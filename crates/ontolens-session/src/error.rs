//! Error types for graph sessions

use ontolens_domain::RelationId;
use ontolens_sdk::SdkError;
use thiserror::Error;

/// Errors that can occur while loading the graph or acting on relations
#[derive(Error, Debug)]
pub enum SessionError {
    /// The ontology service call failed
    #[error("Backend error: {0}")]
    Backend(#[from] SdkError),

    /// Another action on the same relation has not finished yet
    #[error("An action is already in flight for relation {0}")]
    ActionInFlight(RelationId),

    /// The session was closed
    #[error("Session is closed")]
    Closed,

    /// The relation is not part of the current graph
    #[error("Unknown relation: {0}")]
    UnknownRelation(RelationId),
}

▶ Work instructions: Copy every line above once more, precisely as it reads.

▶ Solution to this task:
filename crates/ontolens-session/src/error.rs
//! Error types for graph sessions

use ontolens_domain::RelationId;
use ontolens_sdk::SdkError;
use thiserror::Error;

/// Errors that can occur while loading the graph or acting on relations
#[derive(Error, Debug)]
pub enum SessionError {
    /// The ontology service call failed
    #[error("Backend error: {0}")]
    Backend(#[from] SdkError),

    /// Another action on the same relation has not finished yet
    #[error("An action is already in flight for relation {0}")]
    ActionInFlight(RelationId),

    /// The session was closed
    #[error("Session is closed")]
    Closed,

    /// The relation is not part of the current graph
    #[error("Unknown relation: {0}")]
    UnknownRelation(RelationId),
}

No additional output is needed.